SUPPLIED ENTRIES below:

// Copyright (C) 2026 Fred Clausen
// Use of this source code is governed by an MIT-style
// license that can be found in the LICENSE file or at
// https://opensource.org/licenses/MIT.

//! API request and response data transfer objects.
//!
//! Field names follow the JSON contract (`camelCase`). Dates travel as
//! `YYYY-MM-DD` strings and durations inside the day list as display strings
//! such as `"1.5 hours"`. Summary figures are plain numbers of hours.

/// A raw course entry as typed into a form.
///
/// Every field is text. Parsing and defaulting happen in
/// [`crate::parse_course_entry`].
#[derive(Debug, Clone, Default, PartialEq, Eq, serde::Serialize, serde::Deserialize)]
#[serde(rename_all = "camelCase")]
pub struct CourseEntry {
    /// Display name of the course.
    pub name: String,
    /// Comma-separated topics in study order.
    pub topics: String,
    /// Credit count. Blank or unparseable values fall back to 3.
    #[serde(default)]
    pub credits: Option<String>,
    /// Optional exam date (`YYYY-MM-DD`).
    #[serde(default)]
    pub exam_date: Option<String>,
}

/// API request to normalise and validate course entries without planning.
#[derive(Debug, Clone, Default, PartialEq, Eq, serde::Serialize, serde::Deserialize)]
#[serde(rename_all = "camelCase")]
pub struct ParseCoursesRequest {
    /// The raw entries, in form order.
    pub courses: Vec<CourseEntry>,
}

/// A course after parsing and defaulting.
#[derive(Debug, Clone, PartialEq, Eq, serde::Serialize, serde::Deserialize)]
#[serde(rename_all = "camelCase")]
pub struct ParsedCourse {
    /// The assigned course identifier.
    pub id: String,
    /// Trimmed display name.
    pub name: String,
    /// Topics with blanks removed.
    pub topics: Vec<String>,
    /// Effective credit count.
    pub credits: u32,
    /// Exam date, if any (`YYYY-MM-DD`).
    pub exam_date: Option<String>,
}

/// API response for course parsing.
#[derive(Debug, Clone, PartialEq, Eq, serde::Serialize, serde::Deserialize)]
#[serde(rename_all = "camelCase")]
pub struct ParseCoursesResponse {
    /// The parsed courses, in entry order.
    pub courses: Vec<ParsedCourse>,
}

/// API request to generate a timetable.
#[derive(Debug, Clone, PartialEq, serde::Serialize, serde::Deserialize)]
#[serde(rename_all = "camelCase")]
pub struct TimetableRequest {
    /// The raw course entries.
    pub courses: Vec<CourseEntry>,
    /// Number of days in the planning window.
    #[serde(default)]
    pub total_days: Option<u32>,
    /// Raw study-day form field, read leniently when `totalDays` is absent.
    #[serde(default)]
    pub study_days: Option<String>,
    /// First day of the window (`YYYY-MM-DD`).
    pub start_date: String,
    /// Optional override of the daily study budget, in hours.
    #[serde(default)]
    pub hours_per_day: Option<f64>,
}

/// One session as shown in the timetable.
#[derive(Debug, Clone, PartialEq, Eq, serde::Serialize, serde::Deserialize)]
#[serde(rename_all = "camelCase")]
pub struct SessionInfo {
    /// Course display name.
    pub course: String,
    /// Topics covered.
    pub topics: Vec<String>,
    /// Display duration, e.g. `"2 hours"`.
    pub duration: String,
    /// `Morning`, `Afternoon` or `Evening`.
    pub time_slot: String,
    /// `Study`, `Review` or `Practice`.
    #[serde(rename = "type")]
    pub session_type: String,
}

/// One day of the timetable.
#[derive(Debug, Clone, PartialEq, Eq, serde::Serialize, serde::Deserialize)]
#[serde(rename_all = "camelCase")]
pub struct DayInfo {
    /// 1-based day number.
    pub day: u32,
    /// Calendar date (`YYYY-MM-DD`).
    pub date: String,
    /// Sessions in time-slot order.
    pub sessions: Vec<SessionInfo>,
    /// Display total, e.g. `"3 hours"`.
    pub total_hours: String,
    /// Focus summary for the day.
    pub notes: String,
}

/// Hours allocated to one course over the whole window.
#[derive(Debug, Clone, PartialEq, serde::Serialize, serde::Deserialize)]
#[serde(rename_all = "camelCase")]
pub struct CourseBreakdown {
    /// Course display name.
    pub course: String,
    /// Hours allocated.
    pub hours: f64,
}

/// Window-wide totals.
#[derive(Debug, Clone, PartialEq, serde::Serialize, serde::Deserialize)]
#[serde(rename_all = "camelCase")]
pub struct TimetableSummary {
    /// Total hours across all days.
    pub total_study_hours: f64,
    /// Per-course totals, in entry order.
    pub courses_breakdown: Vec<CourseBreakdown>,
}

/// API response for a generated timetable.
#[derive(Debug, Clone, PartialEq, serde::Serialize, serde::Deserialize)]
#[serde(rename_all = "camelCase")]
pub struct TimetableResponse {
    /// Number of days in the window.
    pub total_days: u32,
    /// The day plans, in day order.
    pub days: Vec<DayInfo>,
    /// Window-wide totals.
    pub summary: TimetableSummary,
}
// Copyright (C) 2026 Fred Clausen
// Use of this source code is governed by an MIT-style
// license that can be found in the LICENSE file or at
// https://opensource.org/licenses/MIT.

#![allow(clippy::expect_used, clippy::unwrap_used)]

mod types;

End of SUPPLIED ENTRIES.
SUPPLIED ENTRIES below:

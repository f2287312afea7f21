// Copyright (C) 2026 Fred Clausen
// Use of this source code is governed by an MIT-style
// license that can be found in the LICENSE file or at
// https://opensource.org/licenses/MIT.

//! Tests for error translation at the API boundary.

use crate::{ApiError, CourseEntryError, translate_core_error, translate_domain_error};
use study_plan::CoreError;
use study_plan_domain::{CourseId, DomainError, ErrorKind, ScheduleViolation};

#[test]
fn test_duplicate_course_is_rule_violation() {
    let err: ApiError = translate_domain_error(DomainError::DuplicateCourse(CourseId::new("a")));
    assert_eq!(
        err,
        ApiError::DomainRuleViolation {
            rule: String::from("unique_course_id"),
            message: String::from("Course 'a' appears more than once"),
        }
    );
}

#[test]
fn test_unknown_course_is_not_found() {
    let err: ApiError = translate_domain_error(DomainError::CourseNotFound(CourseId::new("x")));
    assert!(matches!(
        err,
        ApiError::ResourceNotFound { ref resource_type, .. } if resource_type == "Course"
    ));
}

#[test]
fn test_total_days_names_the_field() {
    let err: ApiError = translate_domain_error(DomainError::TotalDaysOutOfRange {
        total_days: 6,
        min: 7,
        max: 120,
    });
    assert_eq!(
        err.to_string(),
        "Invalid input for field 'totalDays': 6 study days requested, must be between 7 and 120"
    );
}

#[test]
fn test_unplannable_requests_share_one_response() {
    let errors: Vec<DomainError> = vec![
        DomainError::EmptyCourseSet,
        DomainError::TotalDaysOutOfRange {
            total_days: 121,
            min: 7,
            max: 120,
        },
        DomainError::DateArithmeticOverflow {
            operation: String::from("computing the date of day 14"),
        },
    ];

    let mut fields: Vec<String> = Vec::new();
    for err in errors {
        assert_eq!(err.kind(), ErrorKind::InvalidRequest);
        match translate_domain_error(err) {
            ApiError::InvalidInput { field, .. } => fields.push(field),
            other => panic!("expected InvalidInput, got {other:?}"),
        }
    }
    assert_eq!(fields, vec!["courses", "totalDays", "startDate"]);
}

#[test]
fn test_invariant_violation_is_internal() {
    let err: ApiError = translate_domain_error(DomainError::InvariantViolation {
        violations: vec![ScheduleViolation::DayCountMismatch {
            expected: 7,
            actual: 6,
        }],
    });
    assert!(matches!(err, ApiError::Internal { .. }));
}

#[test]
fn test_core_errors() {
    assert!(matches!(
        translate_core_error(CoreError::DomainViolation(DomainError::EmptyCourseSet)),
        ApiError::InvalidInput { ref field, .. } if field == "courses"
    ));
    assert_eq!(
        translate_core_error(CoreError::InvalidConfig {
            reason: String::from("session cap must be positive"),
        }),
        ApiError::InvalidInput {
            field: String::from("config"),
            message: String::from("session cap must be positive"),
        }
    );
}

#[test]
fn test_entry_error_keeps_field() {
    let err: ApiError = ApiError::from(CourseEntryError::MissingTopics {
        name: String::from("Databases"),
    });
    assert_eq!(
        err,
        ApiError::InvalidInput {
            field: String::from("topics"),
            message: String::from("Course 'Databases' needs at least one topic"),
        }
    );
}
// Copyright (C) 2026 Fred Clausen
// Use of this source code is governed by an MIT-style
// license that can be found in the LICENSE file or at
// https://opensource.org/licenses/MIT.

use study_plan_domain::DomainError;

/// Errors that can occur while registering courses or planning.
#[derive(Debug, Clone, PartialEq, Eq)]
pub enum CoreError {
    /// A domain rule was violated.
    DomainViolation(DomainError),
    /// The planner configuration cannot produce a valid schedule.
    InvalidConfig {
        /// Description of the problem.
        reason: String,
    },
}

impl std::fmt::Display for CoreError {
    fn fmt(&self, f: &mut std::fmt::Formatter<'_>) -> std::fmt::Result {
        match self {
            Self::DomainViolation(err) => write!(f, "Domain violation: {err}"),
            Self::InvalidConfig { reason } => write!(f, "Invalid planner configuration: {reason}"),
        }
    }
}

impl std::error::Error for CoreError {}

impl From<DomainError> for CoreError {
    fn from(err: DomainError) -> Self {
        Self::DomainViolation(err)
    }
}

End of SUPPLIED ENTRIES.

**ABOUT THIS EXERCISE:** Take each line above that contains "must" and copy it out.

**TASK RESULT:**
        "Invalid input for field 'totalDays': 6 study days requested, must be between 7 and 120"
            reason: String::from("session cap must be positive"),
            message: String::from("session cap must be positive"),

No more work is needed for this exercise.